What the task asks — Whenever a line contains the string "AchievementPredicate", copy it out of the entries.

Data extract —
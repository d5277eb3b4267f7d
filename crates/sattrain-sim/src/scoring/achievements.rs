//! Achievement catalog.
//!
//! Process-wide and immutable. Each predicate is a plain function over the
//! metrics and dimension scores; a predicate returning `Err` is logged and
//! skipped without affecting the others.

use crate::core::SessionMetrics;
use crate::engine::physics::CIRCULAR_ECCENTRICITY;
use crate::error::SimError;
use tracing::warn;

/// Inputs available to achievement predicates.
#[derive(Debug, Clone, Copy)]
pub struct AchievementContext<'a> {
    pub metrics: &'a SessionMetrics,
    pub coverage: f64,
    pub efficiency: f64,
    pub safety: f64,
    pub timing: f64,
    pub weighted: f64,
}

pub type AchievementPredicate = fn(&AchievementContext<'_>) -> Result<bool, String>;

#[derive(Clone, Copy)]
pub struct AchievementDefinition {
    pub id: &'static str,
    pub name: &'static str,
    pub description: &'static str,
    pub predicate: AchievementPredicate,
}

/// Weighted total at which a run counts as perfect.
pub const FLAWLESS_THRESHOLD: f64 = 99.5;

pub static ACHIEVEMENTS: [AchievementDefinition; 8] = [
    AchievementDefinition {
        id: "precision_burn",
        name: "Precision Burn",
        description: "Execute a planned burn within 1% of its delta-V target",
        predicate: precision_burn,
    },
    AchievementDefinition {
        id: "fuel_miser",
        name: "Fuel Miser",
        description: "Complete the scenario using under 80% of the delta-V budget",
        predicate: fuel_miser,
    },
    AchievementDefinition {
        id: "cool_head",
        name: "Cool Head",
        description: "Complete the scenario without a critical alert",
        predicate: cool_head,
    },
    AchievementDefinition {
        id: "ahead_of_schedule",
        name: "Ahead of Schedule",
        description: "Complete the scenario in under 80% of the estimated time",
        predicate: ahead_of_schedule,
    },
    AchievementDefinition {
        id: "flawless",
        name: "Flawless",
        description: "Achieve a perfect score",
        predicate: flawless,
    },
    AchievementDefinition {
        id: "hohmann_master",
        name: "Hohmann Master",
        description: "Reach a circular orbit with exactly two burns",
        predicate: hohmann_master,
    },
    AchievementDefinition {
        id: "self_reliant",
        name: "Self Reliant",
        description: "Complete the scenario without requesting a hint",
        predicate: self_reliant,
    },
    AchievementDefinition {
        id: "troubleshooter",
        name: "Troubleshooter",
        description: "Resolve three anomalies in one session",
        predicate: troubleshooter,
    },
];

fn precision_burn(ctx: &AchievementContext<'_>) -> Result<bool, String> {
    Ok(ctx
        .metrics
        .burns
        .iter()
        .filter_map(|b| b.accuracy)
        .any(|accuracy| accuracy >= 0.99))
}

fn fuel_miser(ctx: &AchievementContext<'_>) -> Result<bool, String> {
    let m = ctx.metrics;
    Ok(m.completed && m.delta_v_budget_ms > 0.0 && m.delta_v_used_ms < 0.8 * m.delta_v_budget_ms)
}

fn cool_head(ctx: &AchievementContext<'_>) -> Result<bool, String> {
    Ok(ctx.metrics.completed && ctx.metrics.critical_alerts == 0)
}

fn ahead_of_schedule(ctx: &AchievementContext<'_>) -> Result<bool, String> {
    let m = ctx.metrics;
    if !m.completed {
        return Ok(false);
    }
    if m.estimated_duration_s <= 0.0 {
        return Err(format!(
            "estimated duration must be positive, got {}",
            m.estimated_duration_s
        ));
    }
    Ok(m.elapsed_s < 0.8 * m.estimated_duration_s)
}

fn flawless(ctx: &AchievementContext<'_>) -> Result<bool, String> {
    Ok(ctx.weighted >= FLAWLESS_THRESHOLD)
}

fn hohmann_master(ctx: &AchievementContext<'_>) -> Result<bool, String> {
    let m = ctx.metrics;
    if !m.eccentricity.is_finite() {
        return Err("eccentricity is not finite".to_string());
    }
    Ok(m.burns.len() == 2 && m.eccentricity < CIRCULAR_ECCENTRICITY)
}

fn self_reliant(ctx: &AchievementContext<'_>) -> Result<bool, String> {
    Ok(ctx.metrics.completed && ctx.metrics.hints_used == 0)
}

fn troubleshooter(ctx: &AchievementContext<'_>) -> Result<bool, String> {
    Ok(ctx.metrics.anomalies_resolved >= 3)
}

/// Run every predicate, returning earned ids in catalog order.
pub fn evaluate_achievements(ctx: &AchievementContext<'_>) -> Vec<String> {
    evaluate_with(&ACHIEVEMENTS, ctx)
}

fn evaluate_with(catalog: &[AchievementDefinition], ctx: &AchievementContext<'_>) -> Vec<String> {
    let mut earned = Vec::new();
    for def in catalog {
        match (def.predicate)(ctx) {
            Ok(true) => earned.push(def.id.to_string()),
            Ok(false) => {}
            Err(reason) => {
                let err = SimError::AchievementCheck { id: def.id, reason };
                warn!(error = %err, "skipping achievement");
            }
        }
    }
    earned
}

pub fn achievement(id: &str) -> Option<&'static AchievementDefinition> {
    ACHIEVEMENTS.iter().find(|a| a.id == id)
}

#[cfg(test)]
mod tests {
    use super::*;
    use crate::core::BurnRecord;

    fn ctx(metrics: &SessionMetrics) -> AchievementContext<'_> {
        AchievementContext {
            metrics,
            coverage: 100.0,
            efficiency: 100.0,
            safety: 100.0,
            timing: 100.0,
            weighted: 100.0,
        }
    }

    fn burn(accuracy: f64) -> BurnRecord {
        BurnRecord {
            delta_v_ms: 20.0,
            planned_delta_v_ms: Some(20.0),
            accuracy: Some(accuracy),
            sim_time_s: 60.0,
        }
    }

    #[test]
    fn test_failing_predicate_does_not_abort_batch() {
        let metrics = SessionMetrics {
            completed: true,
            estimated_duration_s: 0.0,
            ..Default::default()
        };
        let earned = evaluate_achievements(&ctx(&metrics));

        assert!(!earned.contains(&"ahead_of_schedule".to_string()));
        assert!(earned.contains(&"cool_head".to_string()));
        assert!(earned.contains(&"self_reliant".to_string()));
        assert!(earned.contains(&"flawless".to_string()));
    }

    #[test]
    fn test_custom_catalog_with_broken_entry() {
        fn broken(_: &AchievementContext<'_>) -> Result<bool, String> {
            Err("boom".into())
        }
        fn always(_: &AchievementContext<'_>) -> Result<bool, String> {
            Ok(true)
        }
        let catalog = [
            AchievementDefinition {
                id: "broken",
                name: "Broken",
                description: "",
                predicate: broken,
            },
            AchievementDefinition {
                id: "always",
                name: "Always",
                description: "",
                predicate: always,
            },
        ];
        let metrics = SessionMetrics::default();
        assert_eq!(evaluate_with(&catalog, &ctx(&metrics)), vec!["always".to_string()]);
    }

    #[test]
    fn test_two_burn_circular_transfer() {
        let metrics = SessionMetrics {
            burns: vec![burn(1.0), burn(0.95)],
            eccentricity: 0.0,
            ..Default::default()
        };
        let earned = evaluate_achievements(&ctx(&metrics));
        assert!(earned.contains(&"hohmann_master".to_string()));
        assert!(earned.contains(&"precision_burn".to_string()));

        let metrics = SessionMetrics {
            burns: vec![burn(0.95)],
            eccentricity: 0.0,
            ..Default::default()
        };
        let earned = evaluate_achievements(&ctx(&metrics));
        assert!(!earned.contains(&"hohmann_master".to_string()));
        assert!(!earned.contains(&"precision_burn".to_string()));
    }

    #[test]
    fn test_flawless_tolerates_rounding() {
        let metrics = SessionMetrics::default();
        let mut c = ctx(&metrics);
        c.weighted = 99.6;
        assert!(flawless(&c).unwrap());
        c.weighted = 99.4;
        assert!(!flawless(&c).unwrap());
    }

    #[test]
    fn test_fuel_miser_requires_completion() {
        let mut metrics = SessionMetrics {
            delta_v_used_ms: 40.0,
            delta_v_budget_ms: 100.0,
            ..Default::default()
        };
        assert!(!fuel_miser(&ctx(&metrics)).unwrap());
        metrics.completed = true;
        assert!(fuel_miser(&ctx(&metrics)).unwrap());
        metrics.delta_v_used_ms = 80.0;
        assert!(!fuel_miser(&ctx(&metrics)).unwrap());
    }

    #[test]
    fn test_catalog_ids_are_unique() {
        for (i, a) in ACHIEVEMENTS.iter().enumerate() {
            assert!(ACHIEVEMENTS[i + 1..].iter().all(|b| b.id != a.id));
            assert!(achievement(a.id).is_some());
        }
    }
}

Output below —
pub type AchievementPredicate = fn(&AchievementContext<'_>) -> Result<bool, String>;
    pub predicate: AchievementPredicate,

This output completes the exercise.